Exercise aim ▸ Type out the data again, word for word and in full.

Working data ▸
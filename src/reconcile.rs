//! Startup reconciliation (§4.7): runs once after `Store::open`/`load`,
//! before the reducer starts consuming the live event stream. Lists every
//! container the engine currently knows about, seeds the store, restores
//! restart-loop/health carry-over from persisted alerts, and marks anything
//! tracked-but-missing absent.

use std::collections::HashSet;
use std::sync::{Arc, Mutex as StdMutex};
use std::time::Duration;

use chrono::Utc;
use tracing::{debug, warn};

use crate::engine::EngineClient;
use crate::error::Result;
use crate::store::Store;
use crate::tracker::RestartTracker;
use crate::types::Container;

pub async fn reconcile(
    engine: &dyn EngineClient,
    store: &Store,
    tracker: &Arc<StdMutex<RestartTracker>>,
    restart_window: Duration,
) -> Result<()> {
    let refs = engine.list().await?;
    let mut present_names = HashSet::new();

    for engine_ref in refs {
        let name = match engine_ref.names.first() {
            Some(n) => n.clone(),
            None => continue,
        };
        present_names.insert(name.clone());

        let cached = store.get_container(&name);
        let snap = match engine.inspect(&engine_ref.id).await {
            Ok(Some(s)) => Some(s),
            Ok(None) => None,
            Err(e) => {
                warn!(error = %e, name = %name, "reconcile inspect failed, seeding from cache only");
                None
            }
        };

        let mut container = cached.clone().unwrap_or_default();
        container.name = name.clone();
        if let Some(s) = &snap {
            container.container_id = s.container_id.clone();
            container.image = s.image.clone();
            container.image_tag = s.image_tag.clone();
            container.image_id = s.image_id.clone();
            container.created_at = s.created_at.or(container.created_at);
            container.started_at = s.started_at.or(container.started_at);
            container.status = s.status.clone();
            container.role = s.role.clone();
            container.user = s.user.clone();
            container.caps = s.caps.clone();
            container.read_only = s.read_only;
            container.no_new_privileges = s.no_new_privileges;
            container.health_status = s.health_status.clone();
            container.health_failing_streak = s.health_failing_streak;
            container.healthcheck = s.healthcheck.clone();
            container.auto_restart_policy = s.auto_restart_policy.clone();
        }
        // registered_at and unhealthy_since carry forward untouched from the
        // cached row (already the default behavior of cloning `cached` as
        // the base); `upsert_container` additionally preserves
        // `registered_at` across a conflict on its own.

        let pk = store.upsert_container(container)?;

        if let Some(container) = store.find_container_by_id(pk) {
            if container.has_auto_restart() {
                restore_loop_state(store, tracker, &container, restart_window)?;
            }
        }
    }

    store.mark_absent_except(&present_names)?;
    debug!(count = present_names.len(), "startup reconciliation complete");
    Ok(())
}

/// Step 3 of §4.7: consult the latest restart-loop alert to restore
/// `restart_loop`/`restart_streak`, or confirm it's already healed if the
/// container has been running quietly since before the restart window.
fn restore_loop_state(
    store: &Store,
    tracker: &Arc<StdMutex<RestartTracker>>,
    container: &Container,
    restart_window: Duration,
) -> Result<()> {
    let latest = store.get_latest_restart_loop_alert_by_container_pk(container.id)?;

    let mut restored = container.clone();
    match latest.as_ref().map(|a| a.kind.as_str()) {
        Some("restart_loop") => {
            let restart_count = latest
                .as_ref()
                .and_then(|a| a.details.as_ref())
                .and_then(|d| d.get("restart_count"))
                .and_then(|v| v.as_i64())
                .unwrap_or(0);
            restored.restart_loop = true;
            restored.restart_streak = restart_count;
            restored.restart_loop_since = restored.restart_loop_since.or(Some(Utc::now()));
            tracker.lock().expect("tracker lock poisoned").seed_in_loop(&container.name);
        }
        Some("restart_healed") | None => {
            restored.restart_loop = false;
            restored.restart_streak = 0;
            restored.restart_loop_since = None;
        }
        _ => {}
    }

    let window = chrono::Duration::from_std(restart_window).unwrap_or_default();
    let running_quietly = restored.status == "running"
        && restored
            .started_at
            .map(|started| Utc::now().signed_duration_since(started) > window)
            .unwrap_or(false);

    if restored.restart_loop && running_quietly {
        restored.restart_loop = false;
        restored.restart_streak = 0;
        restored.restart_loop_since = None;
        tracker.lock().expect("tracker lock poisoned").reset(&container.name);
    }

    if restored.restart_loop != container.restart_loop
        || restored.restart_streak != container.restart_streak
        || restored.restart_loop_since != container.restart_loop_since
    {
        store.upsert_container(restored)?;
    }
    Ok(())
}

Answer space ▸
filename src/reconcile.rs
//! Startup reconciliation (§4.7): runs once after `Store::open`/`load`,
//! before the reducer starts consuming the live event stream. Lists every
//! container the engine currently knows about, seeds the store, restores
//! restart-loop/health carry-over from persisted alerts, and marks anything
//! tracked-but-missing absent.

use std::collections::HashSet;
use std::sync::{Arc, Mutex as StdMutex};
use std::time::Duration;

use chrono::Utc;
use tracing::{debug, warn};

use crate::engine::EngineClient;
use crate::error::Result;
use crate::store::Store;
use crate::tracker::RestartTracker;
use crate::types::Container;

pub async fn reconcile(
    engine: &dyn EngineClient,
    store: &Store,
    tracker: &Arc<StdMutex<RestartTracker>>,
    restart_window: Duration,
) -> Result<()> {
    let refs = engine.list().await?;
    let mut present_names = HashSet::new();

    for engine_ref in refs {
        let name = match engine_ref.names.first() {
            Some(n) => n.clone(),
            None => continue,
        };
        present_names.insert(name.clone());

        let cached = store.get_container(&name);
        let snap = match engine.inspect(&engine_ref.id).await {
            Ok(Some(s)) => Some(s),
            Ok(None) => None,
            Err(e) => {
                warn!(error = %e, name = %name, "reconcile inspect failed, seeding from cache only");
                None
            }
        };

        let mut container = cached.clone().unwrap_or_default();
        container.name = name.clone();
        if let Some(s) = &snap {
            container.container_id = s.container_id.clone();
            container.image = s.image.clone();
            container.image_tag = s.image_tag.clone();
            container.image_id = s.image_id.clone();
            container.created_at = s.created_at.or(container.created_at);
            container.started_at = s.started_at.or(container.started_at);
            container.status = s.status.clone();
            container.role = s.role.clone();
            container.user = s.user.clone();
            container.caps = s.caps.clone();
            container.read_only = s.read_only;
            container.no_new_privileges = s.no_new_privileges;
            container.health_status = s.health_status.clone();
            container.health_failing_streak = s.health_failing_streak;
            container.healthcheck = s.healthcheck.clone();
            container.auto_restart_policy = s.auto_restart_policy.clone();
        }
        // registered_at and unhealthy_since carry forward untouched from the
        // cached row (already the default behavior of cloning `cached` as
        // the base); `upsert_container` additionally preserves
        // `registered_at` across a conflict on its own.

        let pk = store.upsert_container(container)?;

        if let Some(container) = store.find_container_by_id(pk) {
            if container.has_auto_restart() {
                restore_loop_state(store, tracker, &container, restart_window)?;
            }
        }
    }

    store.mark_absent_except(&present_names)?;
    debug!(count = present_names.len(), "startup reconciliation complete");
    Ok(())
}

/// Step 3 of §4.7: consult the latest restart-loop alert to restore
/// `restart_loop`/`restart_streak`, or confirm it's already healed if the
/// container has been running quietly since before the restart window.
fn restore_loop_state(
    store: &Store,
    tracker: &Arc<StdMutex<RestartTracker>>,
    container: &Container,
    restart_window: Duration,
) -> Result<()> {
    let latest = store.get_latest_restart_loop_alert_by_container_pk(container.id)?;

    let mut restored = container.clone();
    match latest.as_ref().map(|a| a.kind.as_str()) {
        Some("restart_loop") => {
            let restart_count = latest
                .as_ref()
                .and_then(|a| a.details.as_ref())
                .and_then(|d| d.get("restart_count"))
                .and_then(|v| v.as_i64())
                .unwrap_or(0);
            restored.restart_loop = true;
            restored.restart_streak = restart_count;
            restored.restart_loop_since = restored.restart_loop_since.or(Some(Utc::now()));
            tracker.lock().expect("tracker lock poisoned").seed_in_loop(&container.name);
        }
        Some("restart_healed") | None => {
            restored.restart_loop = false;
            restored.restart_streak = 0;
            restored.restart_loop_since = None;
        }
        _ => {}
    }

    let window = chrono::Duration::from_std(restart_window).unwrap_or_default();
    let running_quietly = restored.status == "running"
        && restored
            .started_at
            .map(|started| Utc::now().signed_duration_since(started) > window)
            .unwrap_or(false);

    if restored.restart_loop && running_quietly {
        restored.restart_loop = false;
        restored.restart_streak = 0;
        restored.restart_loop_since = None;
        tracker.lock().expect("tracker lock poisoned").reset(&container.name);
    }

    if restored.restart_loop != container.restart_loop
        || restored.restart_streak != container.restart_streak
        || restored.restart_loop_since != container.restart_loop_since
    {
        store.upsert_container(restored)?;
    }
    Ok(())
}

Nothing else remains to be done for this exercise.